It took Caressa Cameron four tries to become Miss Virginia, but once she nailed the state title last year, it's easy to see how she went on to capture the glittery Miss America crown in Las Vegas on Jan. 30.
This was one poised, smart, candid and effervescent young woman who sat down to lunch in Washington Monday with a bunch of strangers, including several reporters and TV producers. Sure, she'd been in D.C. before, to sing the National Anthem at the Washington Nationals' season opener, where she shook hands with President Obama, and to serve as grand marshal of the Cherry Blossom Parade earlier this month.
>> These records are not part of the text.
//! Sub-agent worker runtime
//!
//! What a spawned worker process does: run one loop over its task with the restricted
//! tool set, log every event to `output.jsonl`, then write `result.json` and mark its
//! own record terminal.

use serde_json::Value;
use std::path::{Path, PathBuf};
use std::sync::atomic::{AtomicU32, AtomicUsize, Ordering};
use std::sync::Arc;

use crate::agent::events::{AgentEvent, EventSink};
use crate::agent::prompts::{compose_task, sub_agent_prompt};
use crate::agent::session::{RunStatus, Session};
use crate::core::{now_timestamp, ConvoyError, Result};
use crate::llm::LlmProvider;
use crate::swarm::{AgentIdentity, AgentResult, AgentStatus, AgentStore, AGENT_CONTEXT_ENV, AGENT_ID_ENV, STATE_DIR_ENV};
use crate::tools::{ToolContext, ToolRegistry};

/// Longest tool result kept in the event log
const LOGGED_RESULT_CHARS: usize = 2000;

/// Everything a worker needs to know about its assignment
#[derive(Debug, Clone)]
pub struct WorkerSpec {
    pub agent_id: String,
    pub prompt: String,
    pub context: Option<String>,
    pub state_dir: PathBuf,
    pub max_iterations: usize,
}

impl WorkerSpec {
    /// Read identity, context and state directory from the environment set by the manager.
    ///
    /// `default_state_dir` applies when the manager did not pass one.
    pub fn from_env(prompt: String, default_state_dir: &Path, max_iterations: usize) -> Result<Self> {
        let agent_id = std::env::var(AGENT_ID_ENV)
            .map_err(|_| ConvoyError::config(format!("{} env var is required", AGENT_ID_ENV)))?;
        if prompt.trim().is_empty() {
            return Err(ConvoyError::config("worker needs a prompt"));
        }
        let state_dir = std::env::var_os(STATE_DIR_ENV)
            .map(PathBuf::from)
            .unwrap_or_else(|| default_state_dir.to_path_buf());

        Ok(Self {
            agent_id,
            prompt,
            context: std::env::var(AGENT_CONTEXT_ENV).ok().filter(|c| !c.is_empty()),
            state_dir,
            max_iterations,
        })
    }
}

/// Event sink that appends a timestamped JSON line per event and keeps counters
pub struct WorkerLog {
    store: AgentStore,
    agent_id: String,
    steps: AtomicUsize,
    tokens: AtomicU32,
}

impl WorkerLog {
    pub fn new(store: AgentStore, agent_id: impl Into<String>) -> Self {
        Self {
            store,
            agent_id: agent_id.into(),
            steps: AtomicUsize::new(0),
            tokens: AtomicU32::new(0),
        }
    }

    /// Rounds started so far
    pub fn steps(&self) -> usize {
        self.steps.load(Ordering::Relaxed)
    }

    /// Latest reported token total
    pub fn tokens(&self) -> u32 {
        self.tokens.load(Ordering::Relaxed)
    }

    fn record(event: &AgentEvent) -> Option<Value> {
        let mut value = match event {
            AgentEvent::IterationStart { .. }
            | AgentEvent::ContextUpdate { .. }
            | AgentEvent::ToolCallDetected { .. } => return None,
            AgentEvent::ToolResult { name, result } => serde_json::to_value(AgentEvent::ToolResult {
                name: name.clone(),
                result: result.chars().take(LOGGED_RESULT_CHARS).collect(),
            }),
            other => serde_json::to_value(other),
        }
        .ok()?;
        value
            .as_object_mut()?
            .insert("timestamp".to_string(), Value::String(now_timestamp()));
        Some(value)
    }
}

impl EventSink for WorkerLog {
    fn emit(&self, event: AgentEvent) {
        match &event {
            AgentEvent::IterationStart { iteration } => self.steps.store(*iteration, Ordering::Relaxed),
            AgentEvent::ContextUpdate { tokens_used, .. } => {
                self.tokens.store(*tokens_used, Ordering::Relaxed)
            }
            _ => {}
        }

        if let Some(line) = Self::record(&event) {
            if let Err(e) = self.store.append_output(&self.agent_id, &line) {
                tracing::debug!(agent = %self.agent_id, error = %e, "could not append to event log");
            }
        }
    }
}

/// Run a worker to completion and persist its result.
///
/// The returned result carries `error` status when the loop failed; the process
/// should then exit non-zero.
pub async fn run_worker(provider: Arc<dyn LlmProvider>, spec: &WorkerSpec) -> Result<AgentResult> {
    let started_at = now_timestamp();
    let store = AgentStore::new(&spec.state_dir);
    std::fs::create_dir_all(store.agent_dir(&spec.agent_id))?;

    let ctx = ToolContext::new(AgentIdentity::agent(&spec.agent_id), &spec.state_dir);
    let tools = Arc::new(ToolRegistry::for_sub_agent(&ctx));
    let mut session = Session::new(
        provider,
        tools,
        sub_agent_prompt(&spec.agent_id),
        spec.max_iterations,
    );

    let log = WorkerLog::new(store.clone(), &spec.agent_id);
    let task = compose_task(&spec.prompt, spec.context.as_deref());
    tracing::info!(agent = %spec.agent_id, "worker starting");
    let outcome = session.run(&task, &log).await;

    let finished_at = now_timestamp();
    let (status, final_response, error) = match outcome.status {
        RunStatus::Completed | RunStatus::IterationLimit => (
            AgentStatus::Completed,
            Some(
                session
                    .conversation()
                    .last_assistant_text()
                    .unwrap_or_default()
                    .to_string(),
            ),
            None,
        ),
        RunStatus::Failed(message) => (AgentStatus::Error, None, Some(message)),
    };

    let result = AgentResult {
        agent_id: spec.agent_id.clone(),
        status,
        final_response,
        error,
        steps_count: log.steps(),
        tokens_used: log.tokens(),
        started_at,
        finished_at: finished_at.clone(),
    };
    store.write_result(&result)?;

    if let Err(e) = store.mark_terminal(&spec.agent_id, status, &finished_at) {
        tracing::debug!(agent = %spec.agent_id, error = %e, "could not update own record");
    }
    tracing::info!(agent = %spec.agent_id, status = %status, steps = result.steps_count, "worker finished");

    Ok(result)
}

#[cfg(test)]
mod tests {
    use super::*;
    use crate::core::{Message, ToolCall, ToolDefinition};
    use crate::llm::{DeltaCallback, LlmResponse, StreamDelta, TokenUsage};
    use crate::swarm::AgentRecord;
    use async_trait::async_trait;
    use std::sync::Mutex;

    struct Scripted(Mutex<Vec<Result<LlmResponse>>>);

    #[async_trait]
    impl LlmProvider for Scripted {
        async fn chat_stream(
            &self,
            _messages: &[Message],
            _tools: &[ToolDefinition],
            on_delta: DeltaCallback<'_>,
        ) -> Result<LlmResponse> {
            let next = self.0.lock().unwrap().remove(0);
            if let Ok(response) = &next {
                on_delta(StreamDelta::Reasoning("hmm".into()));
                on_delta(StreamDelta::Content(response.content.clone()));
            }
            next
        }

        fn model(&self) -> &str {
            "scripted"
        }

        fn max_tokens(&self) -> u32 {
            100
        }

        fn name(&self) -> &str {
            "scripted"
        }
    }

    fn spec(dir: &Path) -> WorkerSpec {
        let store = AgentStore::new(dir);
        let id = store.allocate().unwrap();
        store
            .write_record(&AgentRecord::running(&id, "write a note", None))
            .unwrap();
        WorkerSpec {
            agent_id: id,
            prompt: "write a note".into(),
            context: None,
            state_dir: dir.to_path_buf(),
            max_iterations: 5,
        }
    }

    #[tokio::test]
    async fn test_worker_writes_result_log_and_record() {
        let dir = tempfile::tempdir().unwrap();
        let spec = spec(dir.path());
        let note = dir.path().join("note.txt");

        let mut first = LlmResponse::with_tools(
            "scripted",
            "",
            vec![ToolCall::new(
                "call_0",
                "write_file",
                serde_json::json!({"path": note, "content": "hi"}).to_string(),
            )],
        );
        first.usage = Some(TokenUsage {
            total_tokens: 40,
            ..Default::default()
        });
        let provider = Arc::new(Scripted(Mutex::new(vec![
            Ok(first),
            Ok(LlmResponse::text("scripted", "Wrote the note.")),
        ])));

        let result = run_worker(provider, &spec).await.unwrap();
        assert_eq!(result.status, AgentStatus::Completed);
        assert_eq!(result.final_response.as_deref(), Some("Wrote the note."));
        assert_eq!(result.steps_count, 2);
        assert_eq!(result.tokens_used, 40);
        assert_eq!(std::fs::read_to_string(&note).unwrap(), "hi");

        let store = AgentStore::new(dir.path());
        assert_eq!(store.read_result(&spec.agent_id), Some(result));
        let record = store.read_record(&spec.agent_id).unwrap();
        assert_eq!(record.status, AgentStatus::Completed);
        assert!(record.finished_at.is_some());

        let log = store.read_output_log(&spec.agent_id);
        let kinds: Vec<&str> = log.iter().filter_map(|l| l["type"].as_str()).collect();
        assert_eq!(
            kinds,
            vec!["reasoning", "content", "tool_call_start", "tool_call", "reasoning", "content", "done"]
        );
        assert!(log.iter().all(|l| l["timestamp"].is_string()));
    }

    #[tokio::test]
    async fn test_failed_loop_reports_error() {
        let dir = tempfile::tempdir().unwrap();
        let spec = spec(dir.path());
        let provider = Arc::new(Scripted(Mutex::new(vec![Err(ConvoyError::transport(
            "refused",
        ))])));

        let result = run_worker(provider, &spec).await.unwrap();
        assert_eq!(result.status, AgentStatus::Error);
        assert!(result.error.unwrap().contains("refused"));

        let store = AgentStore::new(dir.path());
        assert_eq!(
            store.read_record(&spec.agent_id).unwrap().status,
            AgentStatus::Error
        );
        assert_eq!(store.read_output_log(&spec.agent_id)[0]["type"], "error");
    }

    #[test]
    fn test_logged_results_are_truncated() {
        let line = WorkerLog::record(&AgentEvent::ToolResult {
            name: "read_file".into(),
            result: "x".repeat(5000),
        })
        .unwrap();
        assert_eq!(line["type"], "tool_call");
        assert_eq!(line["result"].as_str().unwrap().len(), LOGGED_RESULT_CHARS);
    }
}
But Monday's lunch was meant to showcase her in a far more intimate setting -- Cafe Milano's private dining room in Georgetown, and to once again remind those new to the world of Miss America and all its state and local pageants that it is not, not, not a beauty contest, because it provides $50 million a year in scholarships for women.
During the meet and greet, where surprisingly no handler hovered about monitoring her every word, Cameron, 22, answered all my questions except one: How much money she thinks she'll earn at paid appearances all over the world during her reign. "I'm not allowed to discuss it," she confided. But it is a sizable chunk of change, especially since the crown comes with an automatic $50,000 scholarship.
Cameron didn't blink, however, when I asked if she thought some day there might be a lesbian Miss America, given that so many other barriers have fallen since the first pageant was held in 1921 as an unapologetic beauty contest to lure tourists to Atlantic City in September.
Call it her reign of candor.
"I don't think someone's ethnicity, someone's religious background, even their sexual orientation has anything to do with their ability to do the job, so I would say yes. It has no bearing on whether they can go to a children's hospital and visit kids."
Cameron was also confident that the judges -- who this year included conservative radio host Rush Limbaugh -- would be willing to make such an equal-opportunity choice. "A lot of time we don't give people enough credit for being open-minded. If you are a judge doing your job, you will choose someone regardless of her political views or sexual orientation. You would hope people's prejudice would not play a role in picking someone for a job as wonderful as Miss America."
No surprise, then, that her platform issue during her Virginia pageant years -- which began at age 14 in the Junior Miss Fredericksburg contest and will continue as Miss A -- remains HIV/AIDS education and prevention for students in middle and high school. Having lost an uncle to AIDS when she was just 8, Cameron wanted a teenager's bully pulpit from which to reach kids who might not listen to adults.
No surprise either that during a public interview before her state victory last June, she declared that the separation of church and state trumped her personal religious belief that marriage should be between a man and woman. "But I don't believe we should legislate against gay marriage. One doesn't de-solidify the other."
That is what a modern Miss America, and a would-be TV anchor, sounds like.
I got my first glimpse into the parallel universe of pageantry back in 1986, when Miss A was still based on the Jersey shore (it moved to Vegas in 2006). It was from the contestants that I first heard of a profession known as "personal trainer," learned that the "girls" routinely used Preparation H hemorrhoid cream to deflate puffy eye bags, slathered Vaseline on their teeth for a shinier smile and kept their swimsuits from riding up by spraying their butts with the same stuff football players used to keep a grip on the pigskin. One contestant who failed to place in the top 10 that year revealed she'd blithely enthused to judges that "'the women of America are going to take the country by storm. There are 49 women running for office and by the year 2000 half of the people in medical, law and other professional schools will be women.' I don't think that went over to big," she said. I kept a close eye on the 1993 winner, Leanza Cornett, who broke new ground as an advocate for children with AIDS; she also broke the physical stereotype by being a petite brunette, not a statuesque blond.
Cameron, too, is a tiny and dark-haired, just 5-foot-4 and maybe a size 0. But she was also the only one at lunch who ordered two entrees, one of them a bowl of pasta. Although her family is still in Virginia, her only visit home since winning 10 weeks ago was at Easter, and she won't have another day off until Thanksgiving. She jokes that her base is "two suitcases and a carry-on bag."
Occasionally, however, her boyfriend, who coaches football and basketball at their old high school, and who gave her the dazzling crown pendant she wears -- it's made of crystals, not diamonds, she says -- will meet her for dinner if she is appearing locally. And might those evenings turn into conjugal visits?
"No, no, no, no."
Silly me. What ever was I thinking? Sex is so not part of the job.